Referring to the drawings in detail, an apparatus for making golf ball molds is disclosed and generally designated by the reference numeral 10. This apparatus, affectionately known as the Incredible Hulk™, has top and bottom portions 12, 14 that are respectively attached to the upper and lower halves of a hydraulic press (not shown) for movement toward one another.
As best shown in FIG. 1, the bottom portion 14 of the apparatus basically comprises a die set base 16 to which an upstanding pedestal 18 is fixedly attached; a bullet-shaped mounting post 20 supported within the pedestal so that it extends beyond the pedestal in an upright position, wherein the upper end of the post provides a dimpled master mold 21 or "dimple" post for cold working or hobbing a mold shell; and, a spring-biased stripper ring 22 that surrounds a portion of the post extension so as to provide a means for removing a finished mold shell, such as that shown at 24. The top portion 12 of the apparatus 10 includes an upper press half having a die set 26 to which an annular "hulk" member 28 is attached so that the hulk's underside faces the master mold 21; a vacuum flange 30 is attached to the hulk 28 for mating with the pedestal 18 when the press halves are moved together; and, an insert 32 housed within the hulk and within the annular boundary of the flange, wherein the insert has a hemispherical recess for surrounding the master mold 21 and any metal cup that is to be formed, which is placed on top of the master.
As best shown in FIGS. 1 and 8-10, pedestal 18 has a generally right-cylindrical surface 34, the lower portion of which fits into an annular recess 36 in die set base 16. The pedestal is preferably made of steel and is removably, but securely, attached to the die set by any suitable means, such as the bolts shown at 38, 40.
Moving from its bottom to top, pedestal 18 includes a thin channel or longitudinal slot 42 which communicates with a perpendicular, upstanding channel 44 to form an upside-down "T". The longitudinal portion 42 acts as a guide for a vertically movable mechanical linkage 150, disclosed more fully below, and the upstanding channel 44 allows the admittance of a stud's threaded end 46 for removably attaching the mounting post 20 to the linkage. The stud secures the mounting post 20 inside a right-cylindrical cavity 48 in the top of pedestal 18.
Also at the top of the pedestal is an annular groove 50 on the outside surface 34 for housing an "O" ring 52, an inner annular groove 54 located in the sidewall of cavity 48 for housing another "O" ring 56, and a pair of "threaded" bores 58, 60 for mounting the stripper ring atop the pedestal.
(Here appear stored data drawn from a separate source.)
use url_fanout::{FetchConfig, FetchCoordinator};

#[tokio::main]
async fn main() {
    // Diagnostics go to stderr; stdout carries only the report.
    env_logger::Builder::from_env(env_logger::Env::default().default_filter_or("warn")).init();

    // Fetch failures are part of the report, and nothing else changes the exit status either.
    if let Err(e) = run().await {
        log::error!("{e:#}");
    }
}

async fn run() -> anyhow::Result<()> {
    let coordinator = FetchCoordinator::new(FetchConfig::default())?;
    log::debug!("fetching {} URLs", coordinator.urls().len());

    let mut stdout = std::io::stdout().lock();
    let report = coordinator.run(&mut stdout).await;
    if report.failed_writes > 0 {
        log::warn!("{} report lines could not be written", report.failed_writes);
    }

    Ok(())
}
//! Model registry: explicit name → factory table used to resolve a slot's
//! concrete type.
//!
//! Populate it once at startup and hand it to [`SchemaBuilder::build`].
//!
//! ```
//! use ensemble_core::{ModelRegistry, Model, Validatable};
//! use serde::Deserialize;
//!
//! #[derive(Debug, Default, Deserialize)]
//! struct Org { name: Option<String> }
//!
//! impl Validatable for Org {
//!     fn is_valid(&mut self, _context: Option<&str>) -> bool { self.name.is_some() }
//! }
//! impl Model for Org {}
//!
//! let mut registry = ModelRegistry::new();
//! registry.register::<Org>();
//! assert!(registry.contains(&"org".into()));
//! ```
//!
//! [`SchemaBuilder::build`]: crate::schema::SchemaBuilder::build

use std::any::TypeId;
use std::collections::BTreeMap;
use std::fmt;

use serde::de::DeserializeOwned;
use serde_json::Value;

use crate::error::AttributeError;
use crate::model::{Model, ModelRef};
use crate::types::{Attributes, SlotName};

type Factory = dyn Fn(Option<&Attributes>) -> Result<ModelRef, AttributeError> + Send + Sync;

/// A registered, constructible model type.
pub struct ModelType {
    type_id: TypeId,
    type_name: &'static str,
    factory: Box<Factory>,
}

impl ModelType {
    pub fn type_id(&self) -> TypeId {
        self.type_id
    }

    pub fn type_name(&self) -> &'static str {
        self.type_name
    }

    /// Build a new instance, default-constructed when `attrs` is `None`.
    pub fn construct(&self, attrs: Option<&Attributes>) -> Result<ModelRef, AttributeError> {
        (self.factory)(attrs)
    }

    /// True when `model` is an instance of this type.
    pub fn accepts(&self, model: &ModelRef) -> bool {
        model.model_type_id() == self.type_id
    }
}

impl fmt::Debug for ModelType {
    fn fmt(&self, f: &mut fmt::Formatter<'_>) -> fmt::Result {
        f.debug_struct("ModelType")
            .field("type_name", &self.type_name)
            .finish_non_exhaustive()
    }
}

/// Name → factory table.
#[derive(Debug, Default)]
pub struct ModelRegistry {
    types: BTreeMap<SlotName, ModelType>,
}

impl ModelRegistry {
    pub fn new() -> Self {
        Self::default()
    }

    /// Register `T` under its own type name (`UserProfile` → `user_profile`).
    ///
    /// Instances are default-constructed without attributes and deserialized
    /// from the attribute mapping otherwise.
    pub fn register<T>(&mut self) -> &mut Self
    where
        T: Model + Default + DeserializeOwned,
    {
        self.register_as::<T>(SlotName::of::<T>())
    }

    /// Register `T` under an explicit name.
    pub fn register_as<T>(&mut self, name: impl Into<SlotName>) -> &mut Self
    where
        T: Model + Default + DeserializeOwned,
    {
        self.register_with(name, |attrs: Option<&Attributes>| match attrs {
            Some(attrs) => Ok(serde_json::from_value::<T>(Value::Object(attrs.clone()))?),
            None => Ok(T::default()),
        })
    }

    /// Register `T` under `name` with a custom constructor.
    pub fn register_with<T, F>(&mut self, name: impl Into<SlotName>, factory: F) -> &mut Self
    where
        T: Model,
        F: Fn(Option<&Attributes>) -> Result<T, AttributeError> + Send + Sync + 'static,
    {
        let name = name.into();
        tracing::debug!(model = %name, type_name = std::any::type_name::<T>(), "registered model type");
        self.types.insert(
            name,
            ModelType {
                type_id: TypeId::of::<T>(),
                type_name: std::any::type_name::<T>(),
                factory: Box::new(move |attrs| factory(attrs).map(ModelRef::new)),
            },
        );
        self
    }

    pub fn contains(&self, name: &SlotName) -> bool {
        self.types.contains_key(name)
    }

    pub fn resolve(&self, name: &SlotName) -> Option<&ModelType> {
        self.types.get(name)
    }

    /// Registered names, sorted.
    pub fn names(&self) -> impl Iterator<Item = &SlotName> {
        self.types.keys()
    }

    pub fn len(&self) -> usize {
        self.types.len()
    }

    pub fn is_empty(&self) -> bool {
        self.types.is_empty()
    }
}
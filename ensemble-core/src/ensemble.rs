//! Ensemble: one orchestrated instance of an aggregate.
//!
//! Construction builds one sub-model per declared slot from an
//! [`AttributeBundle`], then wires every dependency edge. Aggregate
//! operations fan out over the sub-models in slot declaration order:
//!
//! | operation       | visits                        | result                     |
//! |-----------------|-------------------------------|----------------------------|
//! | [`is_valid`]    | every slot                    | `true` iff all valid       |
//! | [`save`]        | up to the first failing slot  | `true` iff all saved       |
//! | [`force_save`]  | every slot                    | nothing; failures ignored  |
//!
//! [`is_valid`]: Ensemble::is_valid
//! [`save`]: Ensemble::save
//! [`force_save`]: Ensemble::force_save

use std::cell::{Ref, RefMut};
use std::sync::Arc;

use crate::error::{EnsembleError, ValidationError};
use crate::model::{Model, ModelRef};
use crate::schema::Schema;
use crate::types::{AttributeBundle, SlotInput, SlotName};

/// An aggregate instance owning one sub-model per declared slot.
#[derive(Debug)]
pub struct Ensemble {
    schema: Arc<Schema>,
    instances: Vec<(SlotName, ModelRef)>,
}

impl Ensemble {
    // -----------------------------------------------------------------------
    // Construction
    // -----------------------------------------------------------------------

    /// Build every slot from `bundle` and wire the declared dependencies.
    ///
    /// Fails without returning a partial ensemble if any slot cannot be
    /// resolved or built, or if a dependency cannot be wired.
    pub fn new(schema: Arc<Schema>, bundle: AttributeBundle) -> Result<Self, EnsembleError> {
        let mut instances: Vec<(SlotName, ModelRef)> = Vec::with_capacity(schema.slots().len());

        for slot in schema.slots() {
            let model = build_slot(&schema, slot, bundle.get(slot))?;
            match instances.iter_mut().find(|(existing, _)| existing == slot) {
                Some(entry) => entry.1 = model,
                None => instances.push((slot.clone(), model)),
            }
        }

        let mut ensemble = Self { schema, instances };
        ensemble.wire_dependencies()?;

        tracing::debug!(
            schema = ensemble.schema.name(),
            slots = ensemble.instances.len(),
            "ensemble constructed"
        );
        Ok(ensemble)
    }

    /// Construct and [`save`](Self::save). The ensemble is returned whether
    /// or not the save succeeded.
    pub fn create(schema: Arc<Schema>, bundle: AttributeBundle) -> Result<Self, EnsembleError> {
        let ensemble = Self::new(schema, bundle)?;
        ensemble.save()?;
        Ok(ensemble)
    }

    /// Construct and [`force_save`](Self::force_save).
    pub fn force_create(
        schema: Arc<Schema>,
        bundle: AttributeBundle,
    ) -> Result<Self, EnsembleError> {
        let ensemble = Self::new(schema, bundle)?;
        ensemble.force_save()?;
        Ok(ensemble)
    }

    fn wire_dependencies(&mut self) -> Result<(), EnsembleError> {
        let schema = Arc::clone(&self.schema);
        for (from, to) in schema.dependencies() {
            let source = self.get(from)?.clone();
            let target = self.get(to)?.clone();
            source
                .borrow_mut()
                .set_reference(to, target)
                .map_err(|_| EnsembleError::UnknownReference {
                    from: from.clone(),
                    to: to.clone(),
                })?;
            tracing::debug!(from = %from, to = %to, "wired dependency");
        }
        Ok(())
    }

    // -----------------------------------------------------------------------
    // Slot access
    // -----------------------------------------------------------------------

    pub fn schema(&self) -> &Arc<Schema> {
        &self.schema
    }

    /// Owned slots in declaration order (each name once).
    pub fn iter(&self) -> impl Iterator<Item = (&SlotName, &ModelRef)> {
        self.instances.iter().map(|(slot, model)| (slot, model))
    }

    /// The sub-model held by `slot`.
    pub fn get(&self, slot: impl Into<SlotName>) -> Result<&ModelRef, EnsembleError> {
        let slot = slot.into();
        self.instances
            .iter()
            .find(|(existing, _)| *existing == slot)
            .map(|(_, model)| model)
            .ok_or(EnsembleError::NoSuchSlot { slot })
    }

    /// Borrow `slot` as the concrete type `T`.
    pub fn get_as<T: Model>(&self, slot: impl Into<SlotName>) -> Result<Ref<'_, T>, EnsembleError> {
        let slot = slot.into();
        let model = self.get(&slot)?;
        model
            .downcast_ref::<T>()
            .ok_or_else(|| type_mismatch::<T>(slot, model))
    }

    /// Mutably borrow `slot` as the concrete type `T`.
    pub fn get_mut_as<T: Model>(
        &self,
        slot: impl Into<SlotName>,
    ) -> Result<RefMut<'_, T>, EnsembleError> {
        let slot = slot.into();
        let model = self.get(&slot)?;
        model
            .downcast_mut::<T>()
            .ok_or_else(|| type_mismatch::<T>(slot, model))
    }

    /// Replace the sub-model held by `slot`.
    ///
    /// No type check is made, and references other sub-models already hold
    /// to the previous instance are left as they are.
    pub fn set(&mut self, slot: impl Into<SlotName>, model: ModelRef) -> Result<(), EnsembleError> {
        let slot = slot.into();
        match self.instances.iter_mut().find(|(existing, _)| *existing == slot) {
            Some(entry) => {
                entry.1 = model;
                Ok(())
            }
            None => Err(EnsembleError::NoSuchSlot { slot }),
        }
    }

    // -----------------------------------------------------------------------
    // Validation
    // -----------------------------------------------------------------------

    /// True iff every sub-model is valid. Every sub-model is validated, even
    /// after one has reported invalid.
    ///
    /// # Panics
    ///
    /// Panics if a sub-model is still borrowed, e.g. through a live
    /// [`get_as`](Self::get_as) or [`get_mut_as`](Self::get_mut_as) guard.
    pub fn is_valid(&self, context: Option<&str>) -> bool {
        self.invalid_slots(context).is_empty()
    }

    pub fn is_invalid(&self, context: Option<&str>) -> bool {
        !self.is_valid(context)
    }

    /// Like [`is_valid`](Self::is_valid), but returns an error carrying this
    /// ensemble and the invalid slots.
    ///
    /// # Panics
    ///
    /// Same as [`is_valid`](Self::is_valid).
    pub fn validate(&self, context: Option<&str>) -> Result<(), ValidationError<'_>> {
        let invalid = self.invalid_slots(context);
        if invalid.is_empty() {
            Ok(())
        } else {
            Err(ValidationError::new(self, invalid))
        }
    }

    fn invalid_slots(&self, context: Option<&str>) -> Vec<SlotName> {
        let mut invalid = Vec::new();
        for (slot, model) in &self.instances {
            if !model.borrow_mut().is_valid(context) {
                tracing::debug!(slot = %slot, context = ?context, "sub-model invalid");
                invalid.push(slot.clone());
            }
        }
        invalid
    }

    // -----------------------------------------------------------------------
    // Persistence
    // -----------------------------------------------------------------------

    /// Save every sub-model in slot order, stopping at the first failure.
    ///
    /// Returns `Ok(true)` only if all sub-models saved. Sub-models after a
    /// failing one are never saved. A sub-model still borrowed by the caller
    /// is [`EnsembleError::SlotBusy`].
    pub fn save(&self) -> Result<bool, EnsembleError> {
        for (slot, model) in &self.instances {
            let mut model = borrow_for_save(slot, model)?;
            let persistable = model
                .as_persistable()
                .ok_or_else(|| missing_save(slot))?;
            if !persistable.save() {
                tracing::warn!(slot = %slot, "save failed; remaining slots skipped");
                return Ok(false);
            }
        }
        Ok(true)
    }

    /// Call `save` on every sub-model in slot order, ignoring the results.
    ///
    /// Unlike [`save`](Self::save) this neither stops at nor reports a
    /// failing sub-model. The asymmetry is kept on purpose for existing
    /// callers; do not rely on `force_save` to halt on failure.
    pub fn force_save(&self) -> Result<(), EnsembleError> {
        for (slot, model) in &self.instances {
            let mut model = borrow_for_save(slot, model)?;
            let persistable = model
                .as_persistable()
                .ok_or_else(|| missing_save(slot))?;
            if !persistable.save() {
                tracing::warn!(slot = %slot, "save failed; ignored by force_save");
            }
        }
        Ok(())
    }
}

// Breaks reference cycles created by wiring; an `Rc` cycle would otherwise
// keep every sub-model on it alive. Instances the caller still holds lose
// their wired references too.
impl Drop for Ensemble {
    fn drop(&mut self) {
        for (slot, model) in &self.instances {
            match model.try_borrow_mut() {
                Some(mut model) => model.clear_references(),
                None => tracing::warn!(slot = %slot, "sub-model borrowed at drop; references kept"),
            }
        }
    }
}

fn borrow_for_save<'a>(
    slot: &SlotName,
    model: &'a ModelRef,
) -> Result<RefMut<'a, dyn Model>, EnsembleError> {
    model
        .try_borrow_mut()
        .ok_or_else(|| EnsembleError::SlotBusy { slot: slot.clone() })
}

fn build_slot(
    schema: &Schema,
    slot: &SlotName,
    input: Option<&SlotInput>,
) -> Result<ModelRef, EnsembleError> {
    let model_type = schema
        .registry()
        .resolve(slot)
        .ok_or_else(|| EnsembleError::UnknownModel { slot: slot.clone() })?;

    let attrs = match input {
        None => None,
        Some(SlotInput::Attributes(attrs)) => Some(attrs),
        Some(SlotInput::Instance(model)) if model_type.accepts(model) => {
            return Ok(model.clone());
        }
        Some(other) => {
            return Err(EnsembleError::TypeMismatch {
                slot: slot.clone(),
                expected: model_type.type_name(),
                found: other.describe(),
            });
        }
    };

    model_type
        .construct(attrs)
        .map_err(|source| EnsembleError::Attributes {
            slot: slot.clone(),
            source,
        })
}

fn type_mismatch<T>(slot: SlotName, model: &ModelRef) -> EnsembleError {
    EnsembleError::TypeMismatch {
        slot,
        expected: std::any::type_name::<T>(),
        found: format!("an instance of {}", model.type_name()),
    }
}

fn missing_save(slot: &SlotName) -> EnsembleError {
    EnsembleError::MissingCapability {
        slot: slot.clone(),
        capability: "save",
    }
}

// ---------------------------------------------------------------------------
// Aggregate types
// ---------------------------------------------------------------------------

/// A typed aggregate backed by an [`Ensemble`] and a static schema.
///
/// ```ignore
/// struct Signup(Ensemble);
///
/// impl Aggregate for Signup {
///     fn schema() -> Arc<Schema> {
///         static SCHEMA: OnceLock<Arc<Schema>> = OnceLock::new();
///         SCHEMA.get_or_init(build_signup_schema).clone()
///     }
///     fn from_ensemble(ensemble: Ensemble) -> Self { Signup(ensemble) }
///     fn ensemble(&self) -> &Ensemble { &self.0 }
/// }
/// ```
pub trait Aggregate: Sized {
    fn schema() -> Arc<Schema>;

    fn from_ensemble(ensemble: Ensemble) -> Self;

    fn ensemble(&self) -> &Ensemble;

    fn build(bundle: AttributeBundle) -> Result<Self, EnsembleError> {
        Ensemble::new(Self::schema(), bundle).map(Self::from_ensemble)
    }

    /// Build and `save`; returned whether or not the save succeeded.
    fn create(bundle: AttributeBundle) -> Result<Self, EnsembleError> {
        Ensemble::create(Self::schema(), bundle).map(Self::from_ensemble)
    }

    /// Build and `force_save`.
    fn force_create(bundle: AttributeBundle) -> Result<Self, EnsembleError> {
        Ensemble::force_create(Self::schema(), bundle).map(Self::from_ensemble)
    }
}
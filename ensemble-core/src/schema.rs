//! Schema registry: declared slots and dependency edges of one aggregate type.
//!
//! A [`SchemaBuilder`] accumulates declarations and enforces the structural
//! invariants; [`SchemaBuilder::build`] freezes them into an immutable
//! [`Schema`] that is shared (usually behind an `Arc`) by every ensemble of
//! that type.
//!
//! Cycle detection is pairwise only: declaring `b -> a` after `a -> b` fails,
//! but longer cycles (`a -> b -> c -> a`) and self-edges are accepted.

use crate::error::SchemaError;
use crate::registry::ModelRegistry;
use crate::types::{DependencyDecl, SlotName};

// ---------------------------------------------------------------------------
// Builder
// ---------------------------------------------------------------------------

/// Declaration-time builder for a [`Schema`].
#[derive(Debug, Clone)]
pub struct SchemaBuilder {
    name: String,
    slots: Vec<SlotName>,
    dependencies: Vec<(SlotName, SlotName)>,
}

impl SchemaBuilder {
    pub fn new(name: impl Into<String>) -> Self {
        Self {
            name: name.into(),
            slots: Vec::new(),
            dependencies: Vec::new(),
        }
    }

    /// Append a slot. Repeated names are appended again, not rejected;
    /// treat them as a caller error.
    pub fn declare_slot(&mut self, name: impl Into<SlotName>) -> &mut Self {
        let name = name.into();
        if self.slots.contains(&name) {
            tracing::warn!(schema = %self.name, slot = %name, "slot declared more than once");
        } else {
            tracing::debug!(schema = %self.name, slot = %name, "declared slot");
        }
        self.slots.push(name);
        self
    }

    /// Declare several slots in argument order.
    pub fn declare_slots<I, N>(&mut self, names: I) -> &mut Self
    where
        I: IntoIterator<Item = N>,
        N: Into<SlotName>,
    {
        for name in names {
            self.declare_slot(name);
        }
        self
    }

    /// Declare that the `from` slot holds a reference to the `to` slot.
    ///
    /// A second dependency from the same `from` slot replaces the first.
    /// On error the edge map is left untouched.
    pub fn declare_dependency(&mut self, decl: DependencyDecl) -> Result<&mut Self, SchemaError> {
        let from = decl
            .from
            .ok_or(SchemaError::IncompleteDependency { missing: "from" })?;
        let to = decl
            .to
            .ok_or(SchemaError::IncompleteDependency { missing: "to" })?;

        if introduces_cycle(&self.dependencies, &from, &to) {
            return Err(SchemaError::DependencyCycle { from, to });
        }

        match self.dependencies.iter_mut().find(|(existing, _)| *existing == from) {
            Some(edge) => {
                tracing::warn!(
                    schema = %self.name,
                    from = %from,
                    replaced = %edge.1,
                    to = %to,
                    "dependency replaced"
                );
                edge.1 = to;
            }
            None => {
                tracing::debug!(schema = %self.name, from = %from, to = %to, "declared dependency");
                self.dependencies.push((from, to));
            }
        }
        Ok(self)
    }

    pub fn slots(&self) -> &[SlotName] {
        &self.slots
    }

    pub fn dependencies(&self) -> &[(SlotName, SlotName)] {
        &self.dependencies
    }

    /// Freeze the declarations. `registry` resolves slot names to model types
    /// when ensembles are built.
    pub fn build(self, registry: ModelRegistry) -> Schema {
        Schema {
            name: self.name,
            slots: self.slots,
            dependencies: self.dependencies,
            registry,
        }
    }
}

fn introduces_cycle(edges: &[(SlotName, SlotName)], from: &SlotName, to: &SlotName) -> bool {
    edges
        .iter()
        .any(|(existing_from, existing_to)| existing_from == to && existing_to == from)
}

// ---------------------------------------------------------------------------
// Schema
// ---------------------------------------------------------------------------

/// Immutable slot and dependency declarations for one aggregate type.
#[derive(Debug)]
pub struct Schema {
    name: String,
    slots: Vec<SlotName>,
    dependencies: Vec<(SlotName, SlotName)>,
    registry: ModelRegistry,
}

impl Schema {
    pub fn builder(name: impl Into<String>) -> SchemaBuilder {
        SchemaBuilder::new(name)
    }

    pub fn name(&self) -> &str {
        &self.name
    }

    /// Declared slots in declaration order, duplicates included.
    pub fn slots(&self) -> &[SlotName] {
        &self.slots
    }

    /// `(from, to)` edges in declaration order.
    pub fn dependencies(&self) -> &[(SlotName, SlotName)] {
        &self.dependencies
    }

    pub fn dependency_of(&self, from: &SlotName) -> Option<&SlotName> {
        self.dependencies
            .iter()
            .find(|(existing, _)| existing == from)
            .map(|(_, to)| to)
    }

    pub fn contains_slot(&self, slot: &SlotName) -> bool {
        self.slots.contains(slot)
    }

    pub fn registry(&self) -> &ModelRegistry {
        &self.registry
    }
}

// ---------------------------------------------------------------------------
// Unit tests
// ---------------------------------------------------------------------------
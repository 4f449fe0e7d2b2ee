//! Error types for ensemble-core.

use std::fmt;

use thiserror::Error;

use crate::ensemble::Ensemble;
use crate::types::SlotName;

/// Declaration-time errors. Fatal to the declaring code.
#[derive(Debug, Error, Clone, PartialEq, Eq)]
pub enum SchemaError {
    /// A dependency declaration lacks its `from` or `to` end.
    #[error("dependency declaration is missing `{missing}`; both `from` and `to` are required")]
    IncompleteDependency { missing: &'static str },

    /// The reverse edge `to -> from` was already declared.
    #[error("{from} is already a dependency of {to}")]
    DependencyCycle { from: SlotName, to: SlotName },
}

/// Failure to build a sub-model from an attribute mapping.
#[derive(Debug, Error)]
pub enum AttributeError {
    /// Attribute mapping did not decode into the model type.
    #[error("attribute decoding failed: {0}")]
    Decode(#[from] serde_json::Error),

    #[error("unknown attribute '{0}'")]
    Unknown(String),

    #[error("invalid attribute '{name}': {reason}")]
    Invalid { name: String, reason: String },
}

/// Returned by a sub-model that has no reference field with the given name.
#[derive(Debug, Error, Clone, PartialEq, Eq)]
#[error("no reference field named '{name}'")]
pub struct ReferenceError {
    pub name: SlotName,
}

impl ReferenceError {
    pub fn new(name: impl Into<SlotName>) -> Self {
        Self { name: name.into() }
    }
}

/// Construction, slot-access and capability errors of an [`Ensemble`].
#[derive(Debug, Error)]
pub enum EnsembleError {
    /// The schema's model registry has no factory for the slot.
    #[error("no model type registered for slot '{slot}'")]
    UnknownModel { slot: SlotName },

    /// Bundle entry is neither an attribute mapping nor an instance of the
    /// slot's registered type.
    #[error("slot '{slot}' expects an attribute mapping or an instance of {expected}, got {found}")]
    TypeMismatch {
        slot: SlotName,
        expected: &'static str,
        found: String,
    },

    /// The slot's constructor rejected the attribute mapping.
    #[error("failed to build '{slot}' from attributes: {source}")]
    Attributes {
        slot: SlotName,
        #[source]
        source: AttributeError,
    },

    /// Dependency wiring failed because `from` has no field named `to`.
    #[error("cannot wire dependency: '{from}' has no reference named '{to}'")]
    UnknownReference { from: SlotName, to: SlotName },

    #[error("no such slot '{slot}'")]
    NoSuchSlot { slot: SlotName },

    /// The sub-model is still borrowed by the caller (e.g. a live
    /// `get_as` guard) while an aggregate operation needs it.
    #[error("model in slot '{slot}' is already borrowed")]
    SlotBusy { slot: SlotName },

    /// An aggregate operation needs a capability the sub-model lacks.
    #[error("model in slot '{slot}' does not support {capability}")]
    MissingCapability {
        slot: SlotName,
        capability: &'static str,
    },
}

/// Aggregate validation failure. Borrows the ensemble so the caller can
/// inspect the sub-models that reported invalid.
#[derive(Error)]
#[error("aggregate validation failed for {}", join_slots(.invalid_slots))]
pub struct ValidationError<'a> {
    ensemble: &'a Ensemble,
    invalid_slots: Vec<SlotName>,
}

impl<'a> ValidationError<'a> {
    pub(crate) fn new(ensemble: &'a Ensemble, invalid_slots: Vec<SlotName>) -> Self {
        Self {
            ensemble,
            invalid_slots,
        }
    }

    pub fn ensemble(&self) -> &'a Ensemble {
        self.ensemble
    }

    /// Slots whose sub-model reported invalid, in declaration order.
    pub fn invalid_slots(&self) -> &[SlotName] {
        &self.invalid_slots
    }
}

impl fmt::Debug for ValidationError<'_> {
    fn fmt(&self, f: &mut fmt::Formatter<'_>) -> fmt::Result {
        f.debug_struct("ValidationError")
            .field("schema", &self.ensemble.schema().name())
            .field("invalid_slots", &self.invalid_slots)
            .finish()
    }
}

fn join_slots(slots: &[SlotName]) -> String {
    slots
        .iter()
        .map(SlotName::as_str)
        .collect::<Vec<_>>()
        .join(", ")
}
Mounting post 20 fits within the pedestal's recess 48 and is supported in an unwavering, upright position by "O" ring 56 that grips the side of the post and bolt 46. The post 20 is preferably made of steel and, as shown in both FIGS. 1 and 5, is generally solid and bullet shaped. It has a lower portion in the form of a right cylinder 62, much like the casing of a bullet's cartridge, and a rounded, slightly hemispherical upper end that resembles the projectile portion of the cartridge.
Upper end of the post 20 is carefully machined to closely resemble half of the outer cover of a "finished" golf ball. It can be used in this apparatus as a dimpled master mold or "dimple" post 21. Before being used as a master, the accuracy of the sizing and spacing of the dimples is closely reviewed.
As best shown in FIG. 7, the upper end or "master mold" has a diameter slightly less than the integral right cylindrical portion 62 of post 20. There is therefore a step 66 between the outside of the right cylinder and the mold's bottom which provides a slight shoulder for the work piece being formed.
When the apparatus is assembled, stripper ring 22 is fixed to the top of pedestal 18 so that its center surrounds the post 20 but permits the "master" top 21 to extend beyond it. As best shown in FIG. 3, the stripper ring resembles the base and dado of a Roman column or the shape of a modern hood for an open-hearth fireplace. It is preferably made of steel and includes a lower rim 68, a frustoconical midsection 70 and a right-cylindrical top 72. Inside of the ring is a central, upstanding passageway 74 through which the right cylindrical portion 62 of the mounting post 18 extends. This passageway is a right cylinder and has a diameter close to that of the mounting post.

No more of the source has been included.